Furthermore, when the people attain the desire and need to overthrow capitalism, they will surely have realized that work in capitalism doesn't result in material enrichment... something most of us know. This would mean that capitalism isn't satisfying their supposed greed.

And if the social product is owned socially, people will have the "greedy incentive" to work for the growth of their collective patrimony.

Qwerty Dvorak
22nd September 2006, 02:39
I think the problem, RedZep, is the link, be it real or perceived, between greed and self-interest.

Dr. Rosenpenis
22nd September 2006, 03:04
If someone says to you in a debate, "I am against communism because it goes against my self-interest in owning goods", then you know this person is bourgeois and the Marxist paradigm stands true.

sanpal
23rd September 2006, 07:28
Originally posted by [email protected] 21 2006, 11:40 PM
I think the problem, RedZep, is the link, be it real or perceived, between greed and self-interest.
A proletarian, a peasant, a capitalist, a gangster all have their self-interest. The link is in personal appraisal (emotion, ethic, moral) to each others.

Dean
23rd September 2006, 07:37
Originally posted by [email protected] 21 2006, 04:10 AM
Can you guys help me out? I consider myself a seasoned debator... to be honest I kick a lot of ass on it. But I face one problem. I cannot seem to express to people the origins of greed. I can't seem to get it through to them.
Maybe it's because I'm very educated on philosophy and consider greed to be a creation of Capitalist society to be a given.

Ideas?
greed results from external authority which encourages one to define their own existance by measure of possession. This works because people, as social creatures, want to become one with their fellow man. Greed is a disease of private property.

red_che
23rd September 2006, 07:37
I would like to share my own analysis of the social and historical roots of greed. I believe that greed is not just a product of capitalist society.
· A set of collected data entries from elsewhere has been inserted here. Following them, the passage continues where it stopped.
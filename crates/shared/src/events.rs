//! Typed events pushed by each hub, decoded from named invocations.

use chrono::{DateTime, Utc};
use serde::{Deserialize, Serialize};

use crate::error::ProtocolError;
use crate::models::{
    Chat, ChatMessage, Notification, PlayerExerciseScore, Position, PositionHolder,
    EvaluationSessionStatus, SessionProgress, UnreadCount,
};
use crate::protocol::HubInvocation;

/// Hub names, appended to a service base URL as `/hubs/<name>`.
pub mod hubs {
    pub const MESSAGING: &str = "messaging";
    pub const POSITION: &str = "position";
    pub const PAYMENTS: &str = "payments";
    pub const EVALUATION: &str = "evaluation";
    pub const NOTIFICATIONS: &str = "notifications";
    pub const FAMILY: &str = "family";
}

/// Server-side methods the client invokes.
pub mod methods {
    pub const TAKE_POSITION: &str = "TakePosition";
    pub const RELEASE_POSITION: &str = "ReleasePosition";
    pub const JOIN_EVENT_GROUP: &str = "JoinEventGroup";
    pub const LEAVE_EVENT_GROUP: &str = "LeaveEventGroup";
    pub const JOIN_SESSION: &str = "JoinSession";
    pub const LEAVE_SESSION: &str = "LeaveSession";
}

/// A typed view over the invocations of a single hub.
pub trait HubEvent: Sized {
    /// Decode an invocation. `Ok(None)` means the target is not an event of
    /// this hub and should be ignored.
    fn decode(invocation: &HubInvocation) -> Result<Option<Self>, ProtocolError>;
}

/// Payload of the `Connected` greeting every hub sends.
#[derive(Debug, Clone, Default, Serialize, Deserialize, PartialEq)]
#[serde(rename_all = "camelCase")]
pub struct HubConnected {
    #[serde(default)]
    pub connection_id: Option<String>,
    #[serde(default)]
    pub user_id: Option<String>,
}

/// The greeting payload is informational; tolerate hubs that send none.
fn connected_payload(invocation: &HubInvocation) -> HubConnected {
    invocation.argument(0).unwrap_or_default()
}

// --- position ---

#[derive(Debug, Clone, Serialize, Deserialize, PartialEq)]
#[serde(rename_all = "camelCase")]
pub struct PositionTaken {
    pub position_id: String,
    pub participant_id: String,
    pub user_id: String,
    #[serde(default)]
    pub display_name: Option<String>,
    #[serde(default)]
    pub taken_at: Option<DateTime<Utc>>,
}

impl PositionTaken {
    pub fn holder(&self) -> PositionHolder {
        PositionHolder {
            participant_id: self.participant_id.clone(),
            user_id: self.user_id.clone(),
            display_name: self.display_name.clone(),
        }
    }
}

#[derive(Debug, Clone, Serialize, Deserialize, PartialEq)]
#[serde(rename_all = "camelCase")]
pub struct PositionReleased {
    pub position_id: String,
    #[serde(default)]
    pub released_at: Option<DateTime<Utc>>,
}

#[derive(Debug, Clone, PartialEq)]
pub enum PositionEvent {
    Taken(PositionTaken),
    Released(PositionReleased),
    Updated(Vec<Position>),
    Connected(HubConnected),
}

impl HubEvent for PositionEvent {
    fn decode(invocation: &HubInvocation) -> Result<Option<Self>, ProtocolError> {
        let event = match invocation.target.as_str() {
            "PositionTaken" => PositionEvent::Taken(invocation.argument(0)?),
            "PositionReleased" => PositionEvent::Released(invocation.argument(0)?),
            "PositionsUpdated" => PositionEvent::Updated(invocation.argument(0)?),
            "Connected" => PositionEvent::Connected(connected_payload(invocation)),
            _ => return Ok(None),
        };
        Ok(Some(event))
    }
}

// --- payments ---

#[derive(Debug, Clone, Serialize, Deserialize, PartialEq)]
#[serde(rename_all = "camelCase")]
pub struct PaymentReceived {
    pub participant_id: String,
    #[serde(default)]
    pub paid_at: Option<DateTime<Utc>>,
}

#[derive(Debug, Clone, PartialEq)]
pub enum PaymentEvent {
    Received(PaymentReceived),
    Connected(HubConnected),
}

impl HubEvent for PaymentEvent {
    fn decode(invocation: &HubInvocation) -> Result<Option<Self>, ProtocolError> {
        let event = match invocation.target.as_str() {
            "PaymentReceived" => PaymentEvent::Received(invocation.argument(0)?),
            "Connected" => PaymentEvent::Connected(connected_payload(invocation)),
            _ => return Ok(None),
        };
        Ok(Some(event))
    }
}

// --- messaging ---

#[derive(Debug, Clone, Serialize, Deserialize, PartialEq)]
#[serde(rename_all = "camelCase")]
pub struct UserRead {
    pub user_id: String,
    pub chat_id: String,
    pub read_at: DateTime<Utc>,
}

#[derive(Debug, Clone, Serialize, Deserialize, PartialEq)]
#[serde(rename_all = "camelCase")]
pub struct UserTyping {
    pub user_id: String,
    pub chat_id: String,
}

#[derive(Debug, Clone, Serialize, Deserialize, PartialEq)]
pub struct HubFault {
    pub message: String,
}

#[derive(Debug, Clone, PartialEq)]
pub enum ChatEvent {
    MessageReceived(ChatMessage),
    NewChat(Chat),
    ChatUpdated(Chat),
    UserRead(UserRead),
    TypingStarted(UserTyping),
    TypingStopped(UserTyping),
    Connected(HubConnected),
    Fault(HubFault),
}

impl HubEvent for ChatEvent {
    fn decode(invocation: &HubInvocation) -> Result<Option<Self>, ProtocolError> {
        let event = match invocation.target.as_str() {
            "ReceiveMessage" => ChatEvent::MessageReceived(invocation.argument(0)?),
            "NewChat" => ChatEvent::NewChat(invocation.argument(0)?),
            "ChatUpdated" => ChatEvent::ChatUpdated(invocation.argument(0)?),
            "UserRead" => ChatEvent::UserRead(invocation.argument(0)?),
            "UserTyping" => ChatEvent::TypingStarted(invocation.argument(0)?),
            "UserStoppedTyping" => ChatEvent::TypingStopped(invocation.argument(0)?),
            "Connected" => ChatEvent::Connected(connected_payload(invocation)),
            "Error" => ChatEvent::Fault(invocation.argument(0)?),
            _ => return Ok(None),
        };
        Ok(Some(event))
    }
}

// --- evaluation ---

#[derive(Debug, Clone, PartialEq)]
pub enum EvaluationEvent {
    ScoresSubmitted(PlayerExerciseScore),
    /// The lifecycle events carry only the new status; they concern the
    /// session the connection joined.
    StatusChanged(EvaluationSessionStatus),
    ProgressUpdated(SessionProgress),
    /// Group membership changed; the roster is refetched over REST.
    GroupUpdated,
    JoinedSession,
}

impl HubEvent for EvaluationEvent {
    fn decode(invocation: &HubInvocation) -> Result<Option<Self>, ProtocolError> {
        let event = match invocation.target.as_str() {
            "ScoresSubmitted" => EvaluationEvent::ScoresSubmitted(invocation.argument(0)?),
            "SessionStarted" | "SessionPaused" | "SessionResumed" | "SessionCompleted" => {
                EvaluationEvent::StatusChanged(invocation.argument(0)?)
            }
            "ProgressUpdated" => EvaluationEvent::ProgressUpdated(invocation.argument(0)?),
            "GroupUpdated" => EvaluationEvent::GroupUpdated,
            "JoinedSession" => EvaluationEvent::JoinedSession,
            _ => return Ok(None),
        };
        Ok(Some(event))
    }
}

// --- notifications ---

#[derive(Debug, Clone, PartialEq)]
pub enum NotificationEvent {
    Received(Notification),
    UnreadCountUpdated(UnreadCount),
    Connected(HubConnected),
}

impl HubEvent for NotificationEvent {
    fn decode(invocation: &HubInvocation) -> Result<Option<Self>, ProtocolError> {
        let event = match invocation.target.as_str() {
            "ReceiveNotification" => NotificationEvent::Received(invocation.argument(0)?),
            "UnreadCountUpdated" => NotificationEvent::UnreadCountUpdated(invocation.argument(0)?),
            "Connected" => NotificationEvent::Connected(connected_payload(invocation)),
            _ => return Ok(None),
        };
        Ok(Some(event))
    }
}

// --- family ---

#[derive(Debug, Clone, Serialize, Deserialize, PartialEq)]
#[serde(rename_all = "camelCase")]
pub struct GuardianConsentGranted {
    pub child_user_id: String,
    pub guardian_user_id: String,
    pub granted_at: DateTime<Utc>,
}

#[derive(Debug, Clone, PartialEq)]
pub enum FamilyEvent {
    ConsentGranted(GuardianConsentGranted),
    Connected(HubConnected),
}

impl HubEvent for FamilyEvent {
    fn decode(invocation: &HubInvocation) -> Result<Option<Self>, ProtocolError> {
        let event = match invocation.target.as_str() {
            "GuardianConsentGranted" => FamilyEvent::ConsentGranted(invocation.argument(0)?),
            "Connected" => FamilyEvent::Connected(connected_payload(invocation)),
            _ => return Ok(None),
        };
        Ok(Some(event))
    }
}

#[cfg(test)]
mod tests {
    use super::*;
    use serde_json::json;

    #[test]
    fn unknown_targets_are_ignored() {
        let invocation = HubInvocation::new("SomethingNew", vec![json!({})]);
        assert_eq!(PositionEvent::decode(&invocation), Ok(None));
        assert_eq!(ChatEvent::decode(&invocation), Ok(None));
    }

    #[test]
    fn position_taken_decodes_camel_case_payload() {
        let invocation = HubInvocation::new(
            "PositionTaken",
            vec![json!({
                "positionId": "pos-1",
                "participantId": "part-7",
                "userId": "user-3",
                "displayName": "Ana"
            })],
        );
        let Some(PositionEvent::Taken(taken)) = PositionEvent::decode(&invocation).unwrap() else {
            panic!("expected PositionTaken");
        };
        assert_eq!(taken.position_id, "pos-1");
        assert_eq!(taken.holder().user_id, "user-3");
    }

    #[test]
    fn session_lifecycle_targets_carry_a_bare_status() {
        for (target, status) in [
            ("SessionStarted", EvaluationSessionStatus::Running),
            ("SessionPaused", EvaluationSessionStatus::Paused),
            ("SessionResumed", EvaluationSessionStatus::Running),
            ("SessionCompleted", EvaluationSessionStatus::Completed),
        ] {
            let invocation = HubInvocation::new(target, vec![serde_json::to_value(status).unwrap()]);
            assert_eq!(
                EvaluationEvent::decode(&invocation),
                Ok(Some(EvaluationEvent::StatusChanged(status)))
            );
        }

        let running = HubInvocation::new("SessionStarted", vec![json!("Running")]);
        assert_eq!(
            EvaluationEvent::decode(&running),
            Ok(Some(EvaluationEvent::StatusChanged(EvaluationSessionStatus::Running)))
        );
    }

    #[test]
    fn pushed_messages_use_sent_at_and_a_sender_profile() {
        let flat = HubInvocation::new(
            "ReceiveMessage",
            vec![json!({
                "id": "m1",
                "chatId": "c1",
                "senderId": "u1",
                "content": "see you at practice",
                "sentAt": "2024-05-01T18:00:00Z"
            })],
        );
        let Some(ChatEvent::MessageReceived(message)) = ChatEvent::decode(&flat).unwrap() else {
            panic!("expected ReceiveMessage");
        };
        assert_eq!(message.sender_id, "u1");
        assert_eq!(message.created_at.to_rfc3339(), "2024-05-01T18:00:00+00:00");

        let nested = HubInvocation::new(
            "ReceiveMessage",
            vec![json!({
                "id": "m2",
                "chatId": "c1",
                "sender": {"id": "u2", "displayName": "Ana"},
                "content": "on my way",
                "sentAt": "2024-05-01T18:01:00Z"
            })],
        );
        let Some(ChatEvent::MessageReceived(message)) = ChatEvent::decode(&nested).unwrap() else {
            panic!("expected ReceiveMessage");
        };
        assert_eq!(message.sender_id, "u2");

        let anonymous = HubInvocation::new(
            "ReceiveMessage",
            vec![json!({"id": "m3", "chatId": "c1", "content": "?", "sentAt": "2024-05-01T18:02:00Z"})],
        );
        assert!(ChatEvent::decode(&anonymous).is_err());
    }

    #[test]
    fn connected_tolerates_missing_payload() {
        let invocation = HubInvocation::new("Connected", vec![]);
        assert_eq!(
            FamilyEvent::decode(&invocation),
            Ok(Some(FamilyEvent::Connected(HubConnected::default())))
        );
    }

    #[test]
    fn bad_payload_is_an_error_not_a_skip() {
        let invocation = HubInvocation::new("PaymentReceived", vec![json!(42)]);
        assert!(PaymentEvent::decode(&invocation).is_err());
    }
}
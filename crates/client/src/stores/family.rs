//! Guardian/child relationships and the "acting as" selection.

use std::collections::BTreeMap;

use courtside_shared::{FamilyMember, GuardianConsentGranted};

use super::RealtimeStore;
use crate::realtime::status::{self, ConnectionStatus};

#[derive(Debug, Clone, Default, PartialEq)]
pub struct FamilyStore {
    members: BTreeMap<String, FamilyMember>,
    /// Member the user currently acts on behalf of.
    acting_as: Option<String>,
    status: ConnectionStatus,
}

impl FamilyStore {
    pub fn member(&self, user_id: &str) -> Option<&FamilyMember> {
        self.members.get(user_id)
    }

    pub fn members(&self) -> impl Iterator<Item = &FamilyMember> {
        self.members.values()
    }

    pub fn acting_as(&self) -> Option<&str> {
        self.acting_as.as_deref()
    }

    pub fn upsert_member(&mut self, member: FamilyMember) -> bool {
        if self.members.get(&member.user_id) == Some(&member) {
            return false;
        }
        self.members.insert(member.user_id.clone(), member);
        true
    }

    pub fn set_members(&mut self, members: Vec<FamilyMember>) {
        self.members = members
            .into_iter()
            .map(|m| (m.user_id.clone(), m))
            .collect();
        if let Some(id) = &self.acting_as {
            if !self.members.contains_key(id) {
                self.acting_as = None;
            }
        }
    }

    pub fn apply_guardian_consent_granted(&mut self, event: &GuardianConsentGranted) -> bool {
        let Some(member) = self.members.get_mut(&event.child_user_id) else {
            return false;
        };
        if member.consent_granted {
            return false;
        }
        member.consent_granted = true;
        member.consent_granted_at = Some(event.granted_at);
        true
    }

    /// Act on behalf of a family member, or `None` to act as yourself.
    /// Unknown members are refused.
    pub fn set_acting_as(&mut self, user_id: Option<&str>) -> bool {
        if let Some(id) = user_id {
            if !self.members.contains_key(id) {
                crate::log_warn!("refusing to act as unknown family member {}", id);
                return false;
            }
        }
        if self.acting_as.as_deref() == user_id {
            return false;
        }
        self.acting_as = user_id.map(str::to_string);
        true
    }
}

impl RealtimeStore for FamilyStore {
    fn connection_status(&self) -> ConnectionStatus {
        self.status
    }

    fn set_connection_status(&mut self, next: ConnectionStatus) -> bool {
        status::transition(&mut self.status, next)
    }

    fn reset(&mut self) {
        *self = Self::default();
    }
}
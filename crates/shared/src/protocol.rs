//! Hub wire protocol (SignalR JSON protocol, version 1).
//!
//! Every record is a JSON object terminated by [`RECORD_SEPARATOR`]. A single
//! WebSocket text message may carry several records, and the first server
//! message additionally starts with the handshake response.

use serde::{de::DeserializeOwned, Deserialize};
use serde_json::Value;

use crate::error::ProtocolError;

/// Terminates every record on the wire.
pub const RECORD_SEPARATOR: char = '\u{1e}';

pub const PROTOCOL_NAME: &str = "json";
pub const PROTOCOL_VERSION: u32 = 1;

const TYPE_INVOCATION: u8 = 1;
const TYPE_COMPLETION: u8 = 3;
const TYPE_PING: u8 = 6;
const TYPE_CLOSE: u8 = 7;

#[derive(Deserialize)]
struct HandshakeResponse {
    #[serde(default)]
    error: Option<String>,
}

/// The handshake record the client sends right after the socket opens.
pub fn handshake_request() -> String {
    let body = serde_json::json!({
        "protocol": PROTOCOL_NAME,
        "version": PROTOCOL_VERSION,
    });
    format!("{}{}", body, RECORD_SEPARATOR)
}

/// Consume the handshake response at the start of `text`.
///
/// Returns whatever follows the handshake record, which may already contain
/// hub messages.
pub fn parse_handshake_response(text: &str) -> Result<&str, ProtocolError> {
    let Some((record, rest)) = text.split_once(RECORD_SEPARATOR) else {
        return Err(ProtocolError::Handshake(
            "missing record separator".to_string(),
        ));
    };
    let response: HandshakeResponse = serde_json::from_str(record)
        .map_err(|e| ProtocolError::Handshake(e.to_string()))?;
    match response.error {
        Some(error) => Err(ProtocolError::Handshake(error)),
        None => Ok(rest),
    }
}

/// A named method call, in either direction.
#[derive(Debug, Clone, PartialEq)]
pub struct HubInvocation {
    pub target: String,
    pub arguments: Vec<Value>,
    pub invocation_id: Option<String>,
}

impl HubInvocation {
    pub fn new(target: impl Into<String>, arguments: Vec<Value>) -> Self {
        Self {
            target: target.into(),
            arguments,
            invocation_id: None,
        }
    }

    /// Decode the argument at `index` into `T`.
    pub fn argument<T: DeserializeOwned>(&self, index: usize) -> Result<T, ProtocolError> {
        let value = self
            .arguments
            .get(index)
            .cloned()
            .ok_or_else(|| ProtocolError::Payload {
                target: self.target.clone(),
                reason: format!("missing argument {}", index),
            })?;
        serde_json::from_value(value).map_err(|e| ProtocolError::Payload {
            target: self.target.clone(),
            reason: e.to_string(),
        })
    }

    /// Encode as a non-blocking invocation record (no invocation ID, so the
    /// server sends no completion).
    pub fn encode(&self) -> String {
        let mut body = serde_json::json!({
            "type": TYPE_INVOCATION,
            "target": self.target,
            "arguments": self.arguments,
        });
        if let Some(id) = &self.invocation_id {
            body["invocationId"] = Value::String(id.clone());
        }
        format!("{}{}", body, RECORD_SEPARATOR)
    }
}

/// A decoded hub record.
#[derive(Debug, Clone, PartialEq)]
pub enum HubMessage {
    Invocation(HubInvocation),
    Completion {
        invocation_id: String,
        result: Option<Value>,
        error: Option<String>,
    },
    Ping,
    Close {
        error: Option<String>,
        allow_reconnect: bool,
    },
    /// Stream items and other record types this client never requests.
    Ignored(u8),
}

#[derive(Deserialize)]
#[serde(rename_all = "camelCase")]
struct RawRecord {
    #[serde(rename = "type")]
    kind: u8,
    #[serde(default)]
    target: Option<String>,
    #[serde(default)]
    arguments: Vec<Value>,
    #[serde(default)]
    invocation_id: Option<String>,
    #[serde(default)]
    result: Option<Value>,
    #[serde(default)]
    error: Option<String>,
    #[serde(default)]
    allow_reconnect: bool,
}

impl HubMessage {
    pub fn ping() -> String {
        format!("{{\"type\":{}}}{}", TYPE_PING, RECORD_SEPARATOR)
    }

    fn decode(record: &str) -> Result<Self, ProtocolError> {
        let raw: RawRecord =
            serde_json::from_str(record).map_err(|e| ProtocolError::Frame(e.to_string()))?;
        match raw.kind {
            TYPE_INVOCATION => {
                let target = raw
                    .target
                    .ok_or_else(|| ProtocolError::Frame("invocation without target".to_string()))?;
                Ok(HubMessage::Invocation(HubInvocation {
                    target,
                    arguments: raw.arguments,
                    invocation_id: raw.invocation_id,
                }))
            }
            TYPE_COMPLETION => Ok(HubMessage::Completion {
                invocation_id: raw.invocation_id.unwrap_or_default(),
                result: raw.result,
                error: raw.error,
            }),
            TYPE_PING => Ok(HubMessage::Ping),
            TYPE_CLOSE => Ok(HubMessage::Close {
                error: raw.error,
                allow_reconnect: raw.allow_reconnect,
            }),
            other => Ok(HubMessage::Ignored(other)),
        }
    }
}

/// Split a text message into its non-empty records.
pub fn split_records(text: &str) -> impl Iterator<Item = &str> {
    text.split(RECORD_SEPARATOR)
        .filter(|record| !record.trim().is_empty())
}

/// Decode every record in a text message. A malformed record does not stop
/// the records after it.
pub fn decode_records(text: &str) -> Vec<Result<HubMessage, ProtocolError>> {
    split_records(text).map(HubMessage::decode).collect()
}

#[cfg(test)]
mod tests {
    use super::*;
    use serde_json::json;

    #[test]
    fn handshake_request_is_terminated() {
        let request = handshake_request();
        assert!(request.ends_with(RECORD_SEPARATOR));
        let body: Value = serde_json::from_str(request.trim_end_matches(RECORD_SEPARATOR)).unwrap();
        assert_eq!(body, json!({"protocol": "json", "version": 1}));
    }

    #[test]
    fn handshake_response_returns_trailing_records() {
        let text = format!(
            "{{}}{rs}{{\"type\":6}}{rs}",
            rs = RECORD_SEPARATOR
        );
        let rest = parse_handshake_response(&text).unwrap();
        assert_eq!(decode_records(rest), vec![Ok(HubMessage::Ping)]);
    }

    #[test]
    fn handshake_error_is_reported() {
        let text = format!("{{\"error\":\"unsupported\"}}{}", RECORD_SEPARATOR);
        assert_eq!(
            parse_handshake_response(&text),
            Err(ProtocolError::Handshake("unsupported".to_string()))
        );
        assert!(parse_handshake_response("{}").is_err());
    }

    #[test]
    fn decodes_mixed_records_and_keeps_going_after_garbage() {
        let text = format!(
            "{{\"type\":1,\"target\":\"PositionReleased\",\"arguments\":[\"pos-1\"]}}{rs}not json{rs}{{\"type\":7,\"error\":\"bye\",\"allowReconnect\":true}}{rs}{{\"type\":2}}{rs}",
            rs = RECORD_SEPARATOR
        );
        let decoded = decode_records(&text);
        assert_eq!(decoded.len(), 4);
        assert_eq!(
            decoded[0],
            Ok(HubMessage::Invocation(HubInvocation::new(
                "PositionReleased",
                vec![json!("pos-1")]
            )))
        );
        assert!(matches!(decoded[1], Err(ProtocolError::Frame(_))));
        assert_eq!(
            decoded[2],
            Ok(HubMessage::Close {
                error: Some("bye".to_string()),
                allow_reconnect: true
            })
        );
        assert_eq!(decoded[3], Ok(HubMessage::Ignored(2)));
    }

    #[test]
    fn invocation_encoding_is_parseable_by_the_decoder() {
        let invocation = HubInvocation::new("JoinSession", vec![json!("session-9")]);
        let encoded = invocation.encode();
        assert!(!encoded.contains("invocationId"));
        assert_eq!(
            decode_records(&encoded),
            vec![Ok(HubMessage::Invocation(invocation))]
        );
    }

    #[test]
    fn argument_decoding_reports_target() {
        let invocation = HubInvocation::new("UserTyping", vec![]);
        let err = invocation.argument::<String>(0).unwrap_err();
        assert!(matches!(err, ProtocolError::Payload { ref target, .. } if target == "UserTyping"));
    }
}
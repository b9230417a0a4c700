//! Taking and leaving team positions.
//!
//! The store is updated optimistically and rolled back if the change
//! fails. The position hub is used when it is connected; otherwise the REST
//! endpoints are called and the position refetched.

use courtside_shared::{methods, ApiError, PositionHolder};
use dioxus::prelude::*;
use serde_json::json;

use super::connection::{HubHandle, TransportError};
use crate::api_client::ApiClient;
use crate::stores::PositionStore;

#[derive(Debug, Clone, PartialEq, thiserror::Error)]
pub enum CommandError {
    #[error(transparent)]
    Api(#[from] ApiError),
    #[error(transparent)]
    Transport(#[from] TransportError),
    #[error("unknown position {0}")]
    UnknownPosition(String),
    /// Failed while the hub was not connected.
    #[error("while disconnected: {0}")]
    Disconnected(Box<CommandError>),
}

/// Toast text for a failed take/leave.
pub fn position_error_message(error: &CommandError, fallback: &str) -> String {
    match error {
        CommandError::Disconnected(_) | CommandError::Transport(_) => {
            "Connection lost. Please try again.".to_string()
        }
        CommandError::Api(api) if api.is_unauthorized() => {
            "You're not authorized for this action".to_string()
        }
        CommandError::Api(api) => {
            let message = api.user_message(fallback);
            let lower = message.to_lowercase();
            if lower.contains("already taken") || lower.contains("already claimed") {
                "Position was just taken by someone else".to_string()
            } else {
                message
            }
        }
        CommandError::UnknownPosition(_) => fallback.to_string(),
    }
}

/// Write access to the position store that survives across awaits.
pub trait PositionAccess: Clone {
    fn update<R>(&self, f: impl FnOnce(&mut PositionStore) -> R) -> R;
}

impl PositionAccess for Signal<PositionStore> {
    fn update<R>(&self, f: impl FnOnce(&mut PositionStore) -> R) -> R {
        let mut store = *self;
        let mut positions = store.write();
        f(&mut positions)
    }
}

#[derive(Clone)]
pub struct PositionCommands {
    pub api: ApiClient,
    pub hub: Option<HubHandle>,
}

enum Change {
    Take(PositionHolder),
    Leave,
}

impl PositionCommands {
    pub fn new(api: ApiClient, hub: Option<HubHandle>) -> Self {
        Self { api, hub }
    }

    pub async fn take<S: PositionAccess>(
        &self,
        store: S,
        position_id: &str,
        holder: PositionHolder,
    ) -> Result<(), CommandError> {
        self.run(store, position_id, Change::Take(holder)).await
    }

    pub async fn leave<S: PositionAccess>(
        &self,
        store: S,
        position_id: &str,
    ) -> Result<(), CommandError> {
        self.run(store, position_id, Change::Leave).await
    }

    async fn run<S: PositionAccess>(
        &self,
        store: S,
        position_id: &str,
        change: Change,
    ) -> Result<(), CommandError> {
        let taking = matches!(change, Change::Take(_));
        let rollback = store
            .update(|positions| match change {
                Change::Take(holder) => positions.apply_taken_optimistic(position_id, holder),
                Change::Leave => positions.apply_released_optimistic(position_id),
            })
            .ok_or_else(|| CommandError::UnknownPosition(position_id.to_string()))?;

        let result = match self.hub.as_ref().filter(|hub| hub.is_connected()) {
            // The hub broadcasts the outcome; the optimistic state stands until then.
            Some(hub) => {
                let method = if taking {
                    methods::TAKE_POSITION
                } else {
                    methods::RELEASE_POSITION
                };
                hub.invoke(method, vec![json!(position_id)])
                    .map_err(CommandError::from)
            }
            None => self
                .via_rest(&store, position_id, taking)
                .await
                .map_err(|e| CommandError::Disconnected(Box::new(e))),
        };

        if let Err(e) = &result {
            crate::log_warn!("position {} update failed: {}", position_id, e);
            store.update(|positions| positions.rollback(rollback));
        }
        result
    }

    async fn via_rest<S: PositionAccess>(
        &self,
        store: &S,
        position_id: &str,
        taking: bool,
    ) -> Result<(), CommandError> {
        if taking {
            self.api.claim_position(position_id).await?;
        } else {
            self.api.release_position(position_id).await?;
        }
        match self.api.get_position(position_id).await {
            Ok(fresh) => {
                store.update(|positions| positions.upsert(fresh));
            }
            Err(e) => crate::log_warn!("failed to refresh position {}: {}", position_id, e),
        }
        Ok(())
    }
}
If we look back even during the primitive times (during the later part where society is developing into class society), men (I mean human) already displayed greediness.

I believe that greed is a product of a class-based society. Whenever there is private ownership of things, greediness would always be a part of it, cause whenever an individual owns a thing, he/she will never be satisfied with that for as long as he/she sees other men owning more than what he/she has.

I believe that society influences greatly the behavior of an individual. And because a class-based society is always dependent on the ownership of things, individuals, naturally, would crave for more things to be owned.

Qwerty Dvorak
24th September 2006, 00:23
Originally posted by [email protected] 22 2006, 12:05 AM
If someone says to you in a debate, "I am against communism because it goes against my self-interest in owning goods", then you know this person is bourgeois and the Marxist paradigm stands true.
I never said the person in question would not be bourgeois.